Au moment même où le « clic » de la serrure se fit entendre, je perçus nettement un gémissement provenant de l'intérieur de la pièce. Je jetai un regard à Britt qui s'éloignait déjà dans le couloir et levai les yeux au ciel tout en me congratulant chaleureusement. J'étais vraiment la meilleure.

The FIN


Pfiou pfiou pfiou... J'adore Holland lol

Alors, qu'avez vous pensé de ce dernier chapitre? Moi j'l'aime bien, tout compte fait (ouais parce que à la base je doutais un peu)
Finalement, tout est bien qui finit encore mieux!

Je tiens à remercier tous ceux qui m'ont lu et ont laissé un/des commentaire(s) pour me soutenir (les autres... bein moins hein, on se comprend lol)
Je dis merci (à la vie) à Cathouchkaka, qui a supporté les coupures abruptes des parties de chapitre que je lui envoyais.
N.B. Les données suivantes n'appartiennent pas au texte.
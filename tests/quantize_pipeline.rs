//! Integration tests for the validate → resolve → construct → quantize →
//! save pipeline.

use cuantizar::args::{ArgValue, ArgumentMap, TypeTag};
use cuantizar::backend::{
    EngineError, EngineRequest, ModelStore, PersistError, ProcessEngine, QuantEngine,
    QuantizedModel,
};
use cuantizar::quantizer::{AqlmFactory, GptqFactory, Quantizer};
use cuantizar::registry::{MethodRegistry, QuantizerFactory};
use cuantizar::schema::{Constraint, SchemaTable};
use cuantizar::validate::ValidationError;
use std::collections::BTreeMap;
use std::path::Path;
use std::sync::Arc;

/// Engine double: always succeeds with a writer-backed artifact.
struct InMemoryEngine;

struct WeightsFile;

impl ModelStore for WeightsFile {
    fn persist(&self, dir: &Path) -> Result<(), PersistError> {
        std::fs::write(dir.join("model.bin"), b"q").map_err(PersistError::from)
    }
}

impl QuantEngine for InMemoryEngine {
    fn run(&self, request: &EngineRequest) -> Result<QuantizedModel, EngineError> {
        Ok(QuantizedModel::native(request.method(), Box::new(WeightsFile)))
    }
}

fn args<const N: usize>(entries: [(&str, ArgValue); N]) -> ArgumentMap {
    entries.into_iter().collect()
}

#[test]
fn registry_and_schema_cover_the_same_methods() {
    let registry = MethodRegistry::builtin();
    registry.check_consistency().expect("builtin registry must be consistent");

    let from_registry: Vec<&str> = registry.method_names().collect();
    let from_schema: Vec<&str> = registry.schema().method_names().collect();
    assert_eq!(from_registry, from_schema);
}

#[test]
fn bnb_accepts_quant_type_and_compute_dtype() {
    let registry = MethodRegistry::builtin();
    let args = args([
        ("quant_type", ArgValue::from("4bit")),
        ("bnb_4bit_compute_dtype", ArgValue::from("bfloat16")),
    ]);
    assert!(registry.validate("bnb", &args).is_ok());
}

#[test]
fn bnb_rejects_sixteen_bit() {
    let registry = MethodRegistry::builtin();
    let args = args([("quant_type", ArgValue::from("16bit"))]);
    match registry.validate("bnb", &args).unwrap_err() {
        ValidationError::ValueNotAllowed {
            key,
            allowed,
            actual,
        } => {
            assert_eq!(key, "quant_type");
            assert_eq!(allowed, vec![ArgValue::from("4bit"), ArgValue::from("8bit")]);
            assert_eq!(actual, ArgValue::from("16bit"));
        }
        other => panic!("expected ValueNotAllowed, got {other:?}"),
    }
}

#[test]
fn gptq_rejects_stringly_typed_group_size() {
    let registry = MethodRegistry::builtin();
    let args = args([("gptq_group_size", ArgValue::from("128"))]);
    match registry.validate("gptq", &args).unwrap_err() {
        ValidationError::TypeMismatch {
            key,
            expected,
            actual,
        } => {
            assert_eq!(key, "gptq_group_size");
            assert_eq!(expected, vec![TypeTag::Int]);
            assert_eq!(actual, TypeTag::Str);
        }
        other => panic!("expected TypeMismatch, got {other:?}"),
    }
}

#[test]
fn unknown_method_fails_before_anything_else() {
    let registry = MethodRegistry::builtin();
    assert!(matches!(
        registry.validate("unknown_method", &ArgumentMap::new()),
        Err(ValidationError::UnknownMethod { .. })
    ));
    assert!(registry.resolve("unknown_method").is_err());
}

#[test]
fn default_save_dir_is_the_method_name() {
    let registry = MethodRegistry::builtin();
    let quantizer = registry
        .resolve("gptq")
        .unwrap()
        .construct("gpt2", &ArgumentMap::new());
    assert_eq!(quantizer.save_dir(), Path::new("gptq"));
}

#[test]
fn full_lifecycle_with_injected_engine() {
    let tmp = tempfile::tempdir().unwrap();
    let factory = GptqFactory::new(Arc::new(InMemoryEngine));
    let mut quantizer = factory.construct(
        "gpt2",
        &args([
            ("quant_type", ArgValue::from("4bit")),
            ("gptq_group_size", ArgValue::from(64)),
        ]),
    );

    // save() before quantize() violates the state machine
    let err = quantizer.save(tmp.path()).unwrap_err();
    assert!(err.to_string().contains("quantize()"));

    quantizer.quantize().unwrap();
    assert!(quantizer.is_quantized());

    quantizer.save(tmp.path()).unwrap();
    assert!(tmp.path().join("model.bin").exists());

    // save() is repeatable
    quantizer.save(tmp.path()).unwrap();
}

#[test]
fn aqlm_pipeline_runs_an_external_process() {
    // The external pipeline owns the output directory; save() afterwards
    // only confirms the artifact it wrote.
    let out_dir = tempfile::tempdir().unwrap();
    let engine = ProcessEngine::new("sh").with_args(["-c", "exit 0"]);
    let factory = AqlmFactory::new(Arc::new(engine));

    let mut quantizer = factory.construct(
        "facebook/opt-125m",
        &args([(
            "save_dir",
            ArgValue::from(out_dir.path().display().to_string()),
        )]),
    );
    quantizer.quantize().unwrap();
    quantizer.save(out_dir.path()).unwrap();
}

#[test]
fn aqlm_pipeline_failure_surfaces_the_method() {
    let engine = ProcessEngine::new("sh").with_args(["-c", "exit 7"]);
    let factory = AqlmFactory::new(Arc::new(engine));
    let mut quantizer = factory.construct("gpt2", &ArgumentMap::new());
    let err = quantizer.quantize().unwrap_err();
    assert!(err.to_string().contains("aqlm quantization failed"));
}

/// Minimal quantizer/factory pair for a synthetic method, showing the
/// registry works with injected test doubles.
struct EchoQuantizer {
    artifact: Option<QuantizedModel>,
}

impl Quantizer for EchoQuantizer {
    fn method(&self) -> &str {
        "echo"
    }

    fn save_dir(&self) -> &Path {
        Path::new("echo")
    }

    fn is_quantized(&self) -> bool {
        self.artifact.is_some()
    }

    fn quantize(&mut self) -> cuantizar::quantizer::Result<&QuantizedModel> {
        let model = QuantizedModel::native("echo", Box::new(WeightsFile));
        Ok(self.artifact.insert(model))
    }

    fn save(&self, dir: &Path) -> cuantizar::quantizer::Result<()> {
        let model = self.artifact.as_ref().ok_or(cuantizar::QuantError::IllegalState)?;
        model.persist(dir).map_err(cuantizar::QuantError::from)
    }
}

struct EchoFactory;

impl QuantizerFactory for EchoFactory {
    fn construct(&self, _model: &str, _args: &ArgumentMap) -> Box<dyn Quantizer> {
        Box::new(EchoQuantizer { artifact: None })
    }
}

#[test]
fn synthetic_methods_can_be_registered() {
    let mut schema = SchemaTable::builtin();
    schema.insert(
        "echo",
        BTreeMap::from([("level", Constraint::Type(vec![TypeTag::Int]))]),
    );
    let mut registry = MethodRegistry::new(schema);
    registry.register("echo", Box::new(EchoFactory));

    // Only echo has a factory; the four built-in schemas are orphaned.
    let err = registry.check_consistency().unwrap_err();
    assert_eq!(err.schema_only.len(), 4);

    let args = args([("level", ArgValue::from(3))]);
    assert!(registry.validate("echo", &args).is_ok());
    let mut quantizer = registry.resolve("echo").unwrap().construct("m", &args);
    assert_eq!(quantizer.method(), "echo");

    let tmp = tempfile::tempdir().unwrap();
    quantizer.quantize().unwrap();
    quantizer.save(tmp.path()).unwrap();
    assert!(tmp.path().join("model.bin").exists());
}
//! Core CLI types - Cli, Command, and argument structs

use crate::args::{ArgValue, ArgumentMap};
use clap::{Parser, Subcommand};
use std::path::PathBuf;

/// Cuantizar: uniform front-end over LLM quantization engines
#[derive(Parser, Debug, Clone, PartialEq)]
#[command(name = "cuantizar")]
#[command(version)]
#[command(about = "Quantize causal LLMs with bitsandbytes, GPTQ, AWQ, or AQLM pipelines")]
pub struct Cli {
    /// Subcommand to execute
    #[command(subcommand)]
    pub command: Command,

    /// Enable verbose output
    #[arg(short, long, global = true)]
    pub verbose: bool,

    /// Suppress all output except errors
    #[arg(short, long, global = true)]
    pub quiet: bool,
}

/// Available commands
#[derive(Subcommand, Debug, Clone, PartialEq)]
pub enum Command {
    /// Quantize a model with the selected method
    Quantize(QuantizeArgs),

    /// Validate method arguments without loading anything
    Validate(ValidateArgs),

    /// List registered methods and their parameter schemas
    Methods(MethodsArgs),
}

/// Arguments for the quantize command
#[derive(Parser, Debug, Clone, PartialEq)]
pub struct QuantizeArgs {
    /// Quantization method (bnb, gptq, awq, aqlm)
    #[arg(short, long)]
    pub method: String,

    #[command(flatten)]
    pub params: MethodParams,
}

/// Arguments for the validate command
#[derive(Parser, Debug, Clone, PartialEq)]
pub struct ValidateArgs {
    /// Quantization method (bnb, gptq, awq, aqlm)
    #[arg(short, long)]
    pub method: String,

    #[command(flatten)]
    pub params: MethodParams,
}

/// Arguments for the methods command
#[derive(Parser, Debug, Clone, PartialEq)]
pub struct MethodsArgs {
    /// Only show this method
    #[arg(value_name = "METHOD")]
    pub method: Option<String>,

    /// Output format (text, json)
    #[arg(short, long, default_value = "text")]
    pub format: OutputFormat,
}

/// Union of the per-method option flags. Unset flags are stripped before
/// validation; the schema decides which of the rest a method accepts.
#[derive(Parser, Debug, Clone, PartialEq, Default)]
pub struct MethodParams {
    /// Hub model name, e.g. gpt2
    #[arg(long)]
    pub model_name: Option<String>,

    /// Local model path
    #[arg(long)]
    pub model_path: Option<PathBuf>,

    /// Target precision tag, e.g. 4bit
    #[arg(long)]
    pub quant_type: Option<String>,

    /// Device placement (auto, cuda, cpu)
    #[arg(long)]
    pub device_map: Option<String>,

    /// Save the tokenizer next to the model (true/false)
    #[arg(long)]
    pub save_tokenizer: Option<bool>,

    /// Output directory (defaults to the method name)
    #[arg(long)]
    pub save_dir: Option<String>,

    /// bnb: compute dtype for the 4bit path
    #[arg(long)]
    pub bnb_4bit_compute_dtype: Option<String>,

    /// bnb: 4bit quantization flavor (nf4, fp4)
    #[arg(long)]
    pub bnb_4bit_quant_type: Option<String>,

    /// bnb: nested quantization for the 4bit path
    #[arg(long)]
    pub bnb_4bit_use_double_quant: Option<bool>,

    /// gptq: calibration batch size
    #[arg(long)]
    pub batch_size: Option<i64>,

    /// gptq: calibration dataset reference, or inline samples when
    /// repeated
    #[arg(long, num_args = 1..)]
    pub calib_dataset: Option<Vec<String>>,

    /// gptq: weights per quantization group
    #[arg(long)]
    pub gptq_group_size: Option<i64>,

    /// awq: weights per quantization group
    #[arg(long)]
    pub group_size: Option<i64>,

    /// aqlm: calibration dataset path
    #[arg(long)]
    pub dataset_path: Option<String>,

    /// aqlm: calibration sample count
    #[arg(long)]
    pub nsamples: Option<i64>,

    /// aqlm: validation set size
    #[arg(long)]
    pub val_size: Option<i64>,

    /// aqlm: number of codebooks
    #[arg(long)]
    pub num_codebooks: Option<i64>,

    /// aqlm: input group size
    #[arg(long)]
    pub in_group_size: Option<i64>,

    /// aqlm: per-device batch size
    #[arg(long)]
    pub local_batch_size: Option<i64>,

    /// aqlm: offload activations to save memory (true/false)
    #[arg(long)]
    pub offload_activations: Option<bool>,
}

impl MethodParams {
    /// Collect the flags that were actually set into an argument map.
    /// A single `--calib-dataset` value is a dataset reference (string);
    /// repeated values are inline samples (list).
    #[must_use]
    pub fn to_argument_map(&self) -> ArgumentMap {
        let mut args = ArgumentMap::new();
        if let Some(v) = &self.model_name {
            args.insert("model_name", v.as_str());
        }
        if let Some(v) = &self.model_path {
            args.insert("model_path", v.display().to_string());
        }
        if let Some(v) = &self.quant_type {
            args.insert("quant_type", v.as_str());
        }
        if let Some(v) = &self.device_map {
            args.insert("device_map", v.as_str());
        }
        if let Some(v) = self.save_tokenizer {
            args.insert("save_tokenizer", v);
        }
        if let Some(v) = &self.save_dir {
            args.insert("save_dir", v.as_str());
        }
        if let Some(v) = &self.bnb_4bit_compute_dtype {
            args.insert("bnb_4bit_compute_dtype", v.as_str());
        }
        if let Some(v) = &self.bnb_4bit_quant_type {
            args.insert("bnb_4bit_quant_type", v.as_str());
        }
        if let Some(v) = self.bnb_4bit_use_double_quant {
            args.insert("bnb_4bit_use_double_quant", v);
        }
        if let Some(v) = self.batch_size {
            args.insert("batch_size", v);
        }
        if let Some(values) = &self.calib_dataset {
            match values.as_slice() {
                [single] => args.insert("calib_dataset", single.as_str()),
                many => args.insert("calib_dataset", ArgValue::List(many.to_vec())),
            }
        }
        if let Some(v) = self.gptq_group_size {
            args.insert("gptq_group_size", v);
        }
        if let Some(v) = self.group_size {
            args.insert("group_size", v);
        }
        if let Some(v) = &self.dataset_path {
            args.insert("dataset_path", v.as_str());
        }
        if let Some(v) = self.nsamples {
            args.insert("nsamples", v);
        }
        if let Some(v) = self.val_size {
            args.insert("val_size", v);
        }
        if let Some(v) = self.num_codebooks {
            args.insert("num_codebooks", v);
        }
        if let Some(v) = self.in_group_size {
            args.insert("in_group_size", v);
        }
        if let Some(v) = self.local_batch_size {
            args.insert("local_batch_size", v);
        }
        if let Some(v) = self.offload_activations {
            args.insert("offload_activations", v);
        }
        args
    }

    /// Resolve the model identifier: an explicit local path wins over a
    /// hub name.
    pub fn resolve_model(&self) -> Result<String, String> {
        if let Some(path) = &self.model_path {
            Ok(path.display().to_string())
        } else if let Some(name) = &self.model_name {
            Ok(name.clone())
        } else {
            Err("provide at least one of --model-name or --model-path".to_string())
        }
    }
}

/// Output format for the methods command
#[derive(Debug, Clone, Copy, PartialEq, Default)]
pub enum OutputFormat {
    #[default]
    Text,
    Json,
}

impl std::str::FromStr for OutputFormat {
    type Err = String;

    fn from_str(s: &str) -> Result<Self, Self::Err> {
        match s.to_lowercase().as_str() {
            "text" => Ok(OutputFormat::Text),
            "json" => Ok(OutputFormat::Json),
            _ => Err(format!("Unknown output format: {s}. Valid formats: text, json")),
        }
    }
}

/// Parse CLI arguments from a string slice (for testing)
pub fn parse_args<I, T>(args: I) -> Result<Cli, clap::Error>
where
    I: IntoIterator<Item = T>,
    T: Into<std::ffi::OsString> + Clone,
{
    Cli::try_parse_from(args)
}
Non parce que, si vous pensez que je suis sadique à la fin des chapitres, demandez lui comment je suis à l'intérieur même des chapitre xD A chaque passage de suspense, je coupais... Ma pauvre... Mais je sais qu'tu m'aimes quand même un peu =D

Concernant la suite, je vous laisse imaginer, je suis sûre que vous en êtes capables ;)
Sinon, je pense faire un épilogue (un truc bien cochon... Ahh vous êtes tout ouïe là!) Mais ce n'est pas sûr du tout étant donné que c'est ma première année en tant que prof et donc que j'ai pas mal de boulot.

D'ailleurs, soyez sympa avec votre prof de SVT sivouplé, surtout si elle est brune aux aux cheveux courts. Qui sait, c'est peut-être moi!

Pour mes autres fics, je tenterai d'écrire la suite de Back in Time mais là aussi, rien n'est sûr car j'ai perdu l'inspiration dès le début (et ouais, ça arrive) malgré vos commentaires très encourageants! Je réessaierai pendant les vacances de la Toussaint

Voilà je vous fait de gros gros bisous et vous dis peut-être à bientôt (enfin, dans tous les cas en RARs!)